The trial came to be known as the Bethal terrorism trial, and Mthembu was acquitted.

After this acquittal, the apartheid security police continued their harassment and intimidation of Mthembu, which led him to move away from Witbank and to find refuge in Soweto and Alexandra. In making himself an “internal exile”, he seriously disrupted his family life.

His fight against injustice saw him cross borders, leading a support group of more than 300 taxis for the South West Africa People's Organisation (Swapo) to the first democratic elections in Namibia in 1988.

From deputy regional secretary of the United Democratic Front (UDF) from 1988 to 1990, his Roman Catholic and Methodist background saw him go on to become the media officer for the South African Council of Churches (SACC).

It was through his involvement with the SACC, under the leadership of Rev Frank Chikane, that he joined the Swapo solidarity campaign and led the support group to what is now Namibia.

Swapo won the elections, which led to the liberation of the country.

Mthembu's career with the ANC began with the unbanning of political parties in 1990. He was entrusted with the responsibility of leading the Witbank branch of the party.

Between 1990 and 1994 he worked full-time as ANC spokesperson in Mpumalanga and participated in the Convention for a Democratic South African (Codesa) negotiations.

He served in several strategic roles, including as a member of the ANC Mpumalanga provincial executive committee and the ANC national executive committee (NEC) since 2007.

After the first democratic elections in 1994, he was part of the first ANC members of parliament contingent deployed in what is now the National Council of Provinces, where he contributed to the crafting of SA's constitution.

He was later appointed as Mpumalanga public works, roads and transport MEC.

He was the national spokesperson of the ANC under President Nelson Mandela from 1995 to 1997, and was appointed to the same role again from 2009 to 2014.

While based at Luthuli House, one of the structures he chaired was the ANC Caster Semenya Support Committee, which included Winnie Madikizela-Mandela. The responsibility of this committee was to give practical support to Semenya against the "inhumane treatment, abuse and discrimination" she was subjected to by the International Association of Athletics Federation.

Mthembu served as the chief whip of the ANC in the National Assembly from 2016 up to the end of the fifth term of parliament in 2019.

After the 2019 national and general elections, he was appointed as the minister in the presidency under Ramaphosa.

Despite his activism, Mthembu's life was also at times marked by controversy.

During his tenure as transport MEC in Mpumalanga, he was criticised for spending R2.3m on 10 BMWs.

In November 2017, Mthembu was criticised by some of his ANC colleagues who said he intentionally “colluded” with the DA to schedule a debate on state capture in parliament.
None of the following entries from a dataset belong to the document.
//! Vector features: a geometry plus named attributes

use geo_types::{Geometry, LineString, Point};
use serde::{Deserialize, Serialize};
use std::collections::BTreeMap;
use std::fmt;

/// Attribute key holding a feature's display name
pub const NAME_KEY: &str = "name";

/// Attribute value types
#[derive(Debug, Clone, PartialEq, Serialize, Deserialize)]
pub enum AttributeValue {
    Null,
    Bool(bool),
    Int(i64),
    Float(f64),
    String(String),
}

impl AttributeValue {
    pub fn as_str(&self) -> Option<&str> {
        match self {
            AttributeValue::String(s) => Some(s),
            _ => None,
        }
    }

    pub fn as_f64(&self) -> Option<f64> {
        match self {
            AttributeValue::Int(v) => Some(*v as f64),
            AttributeValue::Float(v) => Some(*v),
            _ => None,
        }
    }
}

impl fmt::Display for AttributeValue {
    fn fmt(&self, f: &mut fmt::Formatter<'_>) -> fmt::Result {
        match self {
            AttributeValue::Null => write!(f, "null"),
            AttributeValue::Bool(v) => write!(f, "{}", v),
            AttributeValue::Int(v) => write!(f, "{}", v),
            AttributeValue::Float(v) => write!(f, "{}", v),
            AttributeValue::String(v) => write!(f, "{}", v),
        }
    }
}

impl From<&str> for AttributeValue {
    fn from(v: &str) -> Self {
        AttributeValue::String(v.to_string())
    }
}

impl From<String> for AttributeValue {
    fn from(v: String) -> Self {
        AttributeValue::String(v)
    }
}

impl From<f64> for AttributeValue {
    fn from(v: f64) -> Self {
        AttributeValue::Float(v)
    }
}

impl From<i64> for AttributeValue {
    fn from(v: i64) -> Self {
        AttributeValue::Int(v)
    }
}

/// A geographic feature with geometry and attributes
#[derive(Debug, Clone, PartialEq)]
pub struct Feature {
    pub geometry: Option<Geometry<f64>>,
    /// Attributes, kept sorted by key
    pub properties: BTreeMap<String, AttributeValue>,
}

impl Feature {
    pub fn new(geometry: impl Into<Geometry<f64>>) -> Self {
        Self {
            geometry: Some(geometry.into()),
            properties: BTreeMap::new(),
        }
    }

    /// Feature with a `name` attribute
    pub fn named(name: impl Into<String>, geometry: impl Into<Geometry<f64>>) -> Self {
        Self::new(geometry).with_property(NAME_KEY, name.into())
    }

    /// Builder-style attribute setter
    pub fn with_property(mut self, key: impl Into<String>, value: impl Into<AttributeValue>) -> Self {
        self.set_property(key, value);
        self
    }

    pub fn set_property(&mut self, key: impl Into<String>, value: impl Into<AttributeValue>) {
        self.properties.insert(key.into(), value.into());
    }

    pub fn get_property(&self, key: &str) -> Option<&AttributeValue> {
        self.properties.get(key)
    }

    pub fn name(&self) -> Option<&str> {
        self.get_property(NAME_KEY).and_then(AttributeValue::as_str)
    }

    /// The geometry if it is a point
    pub fn point(&self) -> Option<Point<f64>> {
        match &self.geometry {
            Some(Geometry::Point(p)) => Some(*p),
            _ => None,
        }
    }

    /// The geometry if it is a line string
    pub fn line_string(&self) -> Option<&LineString<f64>> {
        match &self.geometry {
            Some(Geometry::LineString(l)) => Some(l),
            _ => None,
        }
    }
}

/// Ordered collection of features, the row set of a layer
#[derive(Debug, Clone, Default, PartialEq)]
pub struct FeatureCollection {
    pub features: Vec<Feature>,
}

impl FeatureCollection {
    pub fn new() -> Self {
        Self { features: Vec::new() }
    }

    pub fn push(&mut self, feature: Feature) {
        self.features.push(feature);
    }

    pub fn len(&self) -> usize {
        self.features.len()
    }

    pub fn is_empty(&self) -> bool {
        self.features.is_empty()
    }

    pub fn iter(&self) -> impl Iterator<Item = &Feature> {
        self.features.iter()
    }

    /// First feature whose `name` attribute equals `name`
    pub fn find_by_name(&self, name: &str) -> Option<&Feature> {
        self.features.iter().find(|f| f.name() == Some(name))
    }
}

impl FromIterator<Feature> for FeatureCollection {
    fn from_iter<I: IntoIterator<Item = Feature>>(iter: I) -> Self {
        Self {
            features: iter.into_iter().collect(),
        }
    }
}

impl IntoIterator for FeatureCollection {
    type Item = Feature;
    type IntoIter = std::vec::IntoIter<Feature>;

    fn into_iter(self) -> Self::IntoIter {
        self.features.into_iter()
    }
}

impl<'a> IntoIterator for &'a FeatureCollection {
    type Item = &'a Feature;
    type IntoIter = std::slice::Iter<'a, Feature>;

    fn into_iter(self) -> Self::IntoIter {
        self.features.iter()
    }
}

#[cfg(test)]
mod tests {
    use super::*;
    use geo_types::{line_string, point};

    #[test]
    fn named_features() {
        let nodes: FeatureCollection = [
            Feature::named("A", point!(x: 0.0, y: 0.0)),
            Feature::named("B", point!(x: 1.0, y: 1.0)).with_property("kind", "junction"),
        ]
        .into_iter()
        .collect();

        let b = nodes.find_by_name("B").unwrap();
        assert_eq!(b.point(), Some(point!(x: 1.0, y: 1.0)));
        assert_eq!(b.get_property("kind").and_then(|v| v.as_str()), Some("junction"));
        assert!(nodes.find_by_name("Z").is_none());
    }

    #[test]
    fn geometry_accessors_check_type() {
        let arc = Feature::named("AB", line_string![(x: 0.0, y: 0.0), (x: 1.0, y: 1.0)]);
        assert!(arc.point().is_none());
        assert_eq!(arc.line_string().map(|l| l.0.len()), Some(2));
        assert_eq!(arc.name(), Some("AB"));
    }
}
A long-time ally of the Ramaphosa faction, Mthembu was seen to have deliberately defied former president Jacob Zuma and his own colleagues in the ANC caucus who had called for a more inclusive process to investigate state capture.

He was married to Thembi Mthembu, and was father to two daughters and four sons. 
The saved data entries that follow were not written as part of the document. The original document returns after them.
//! GeoTIFF georeferencing tags
//!
//! Reads and writes the subset of GeoTIFF metadata the course rasters use:
//! pixel scale + tiepoint, the EPSG code from the GeoKey directory and the
//! GDAL no-data string.

use crate::crs::CRS;
use crate::error::{Error, Result};
use crate::raster::GeoTransform;
use std::io::{Read, Seek};
use tiff::decoder::Decoder;
use tiff::tags::Tag;

pub const KEY_MODEL_TYPE: u16 = 1024;
pub const KEY_RASTER_TYPE: u16 = 1025;
pub const KEY_GEOGRAPHIC_TYPE: u16 = 2048;
pub const KEY_PROJECTED_CS_TYPE: u16 = 3072;

const MODEL_TYPE_PROJECTED: u16 = 1;
const MODEL_TYPE_GEOGRAPHIC: u16 = 2;
const RASTER_PIXEL_IS_AREA: u16 = 1;

/// Georeferencing recovered from a TIFF directory
#[derive(Debug, Clone, Default)]
pub struct Georeference {
    pub transform: Option<GeoTransform>,
    pub crs: Option<CRS>,
    pub nodata: Option<f64>,
}

impl Georeference {
    /// Read whatever georeferencing tags the current image carries.
    ///
    /// Missing tags leave the matching field as `None`.
    pub fn read<R: Read + Seek>(decoder: &mut Decoder<R>) -> Self {
        let transform = match (
            decoder.get_tag_f64_vec(Tag::ModelPixelScaleTag),
            decoder.get_tag_f64_vec(Tag::ModelTiepointTag),
        ) {
            (Ok(scale), Ok(tiepoint)) => transform_from_tags(&scale, &tiepoint).ok(),
            _ => None,
        };

        let crs = decoder
            .get_tag_u16_vec(Tag::GeoKeyDirectoryTag)
            .ok()
            .and_then(|keys| epsg_from_geokeys(&keys))
            .map(CRS::from_epsg);

        let nodata = decoder
            .get_tag_ascii_string(Tag::GdalNodata)
            .ok()
            .and_then(|s| parse_nodata(&s));

        Self {
            transform,
            crs,
            nodata,
        }
    }
}

/// Build a north-up transform from ModelPixelScale and ModelTiepoint values
pub fn transform_from_tags(scale: &[f64], tiepoint: &[f64]) -> Result<GeoTransform> {
    if scale.len() < 2 || tiepoint.len() < 6 {
        return Err(Error::Other("Cannot determine geotransform".into()));
    }
    // tiepoint: [I, J, K, X, Y, Z]
    let origin_x = tiepoint[3] - tiepoint[0] * scale[0];
    let origin_y = tiepoint[4] + tiepoint[1] * scale[1];
    Ok(GeoTransform::new(origin_x, origin_y, scale[0], -scale[1]))
}

/// EPSG code declared in a GeoKey directory.
///
/// A projected CS key wins over a geographic one.
pub fn epsg_from_geokeys(keys: &[u16]) -> Option<u32> {
    if keys.len() < 4 {
        return None;
    }
    let count = keys[3] as usize;

    let mut projected = None;
    let mut geographic = None;
    for entry in keys[4..].chunks_exact(4).take(count) {
        // Only keys stored inline (location 0) carry an EPSG code
        if entry[1] != 0 {
            continue;
        }
        match entry[0] {
            KEY_PROJECTED_CS_TYPE => projected = Some(entry[3] as u32),
            KEY_GEOGRAPHIC_TYPE => geographic = Some(entry[3] as u32),
            _ => {}
        }
    }

    // 32767 is "user-defined"
    projected
        .or(geographic)
        .filter(|&code| code != 0 && code != 32767)
}

/// GeoKey directory declaring `crs`, or only the model/raster type keys
/// when no EPSG code is known.
pub fn geokeys_for(crs: Option<&CRS>) -> Vec<u16> {
    let mut entries: Vec<[u16; 4]> = Vec::new();

    match crs.and_then(|c| c.epsg().map(|code| (c.is_geographic(), code))) {
        Some((geographic, code)) if code <= u16::MAX as u32 => {
            let model = if geographic {
                MODEL_TYPE_GEOGRAPHIC
            } else {
                MODEL_TYPE_PROJECTED
            };
            entries.push([KEY_MODEL_TYPE, 0, 1, model]);
            entries.push([KEY_RASTER_TYPE, 0, 1, RASTER_PIXEL_IS_AREA]);
            let key = if geographic {
                KEY_GEOGRAPHIC_TYPE
            } else {
                KEY_PROJECTED_CS_TYPE
            };
            entries.push([key, 0, 1, code as u16]);
        }
        _ => {
            entries.push([KEY_MODEL_TYPE, 0, 1, MODEL_TYPE_PROJECTED]);
            entries.push([KEY_RASTER_TYPE, 0, 1, RASTER_PIXEL_IS_AREA]);
        }
    }

    let mut keys = vec![1, 1, 0, entries.len() as u16];
    keys.extend(entries.iter().flatten());
    keys
}

/// Parse a GDAL no-data string ("0", "-9999", "nan")
pub fn parse_nodata(s: &str) -> Option<f64> {
    let s = s.trim_matches(|c: char| c.is_whitespace() || c == '\0');
    if s.eq_ignore_ascii_case("nan") {
        return Some(f64::NAN);
    }
    s.parse().ok()
}

#[cfg(test)]
mod tests {
    use super::*;

    #[test]
    fn projected_key_wins() {
        let keys = [
            1, 1, 0, 3, //
            1024, 0, 1, 1, //
            2048, 0, 1, 4326, //
            3072, 0, 1, 32719,
        ];
        assert_eq!(epsg_from_geokeys(&keys), Some(32719));
    }

    #[test]
    fn user_defined_is_ignored() {
        let keys = [1, 1, 0, 1, 3072, 0, 1, 32767];
        assert_eq!(epsg_from_geokeys(&keys), None);
        assert_eq!(epsg_from_geokeys(&[1, 1]), None);
    }

    #[test]
    fn written_keys_parse_back() {
        let utm = CRS::from_epsg(32719);
        assert_eq!(epsg_from_geokeys(&geokeys_for(Some(&utm))), Some(32719));
        let wgs = CRS::wgs84();
        let keys = geokeys_for(Some(&wgs));
        assert_eq!(keys[3], 3);
        assert_eq!(epsg_from_geokeys(&keys), Some(4326));
        assert_eq!(epsg_from_geokeys(&geokeys_for(None)), None);
    }

    #[test]
    fn nodata_strings() {
        assert_eq!(parse_nodata("0\0"), Some(0.0));
        assert_eq!(parse_nodata(" -9999 "), Some(-9999.0));
        assert!(parse_nodata("nan").map_or(false, f64::is_nan));
        assert_eq!(parse_nodata("none"), None);
    }
}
Mthembu's life took a turn for the worse in March 2019, when his eldest daughter, whom he shared with his late wife Pinkie, Khwezi Mthembu, committed suicide at the age of 25.

At her funeral, Mthembu told about 3,000 mourners about how he found his daughter hanging from the curtain rails after committing suicide. He said at the time that nothing could compare to the pain of walking into a room and seeing the lifeless body of one’s child.

“If you raise a child who finishes school and starts working, you say, 'I have done my bit. There is someone who is going to bury me when I die.' Not knowing that she is the first who is going to go in a painful and surprising way. We have lost. We expected a lot from Khwezi,” he said.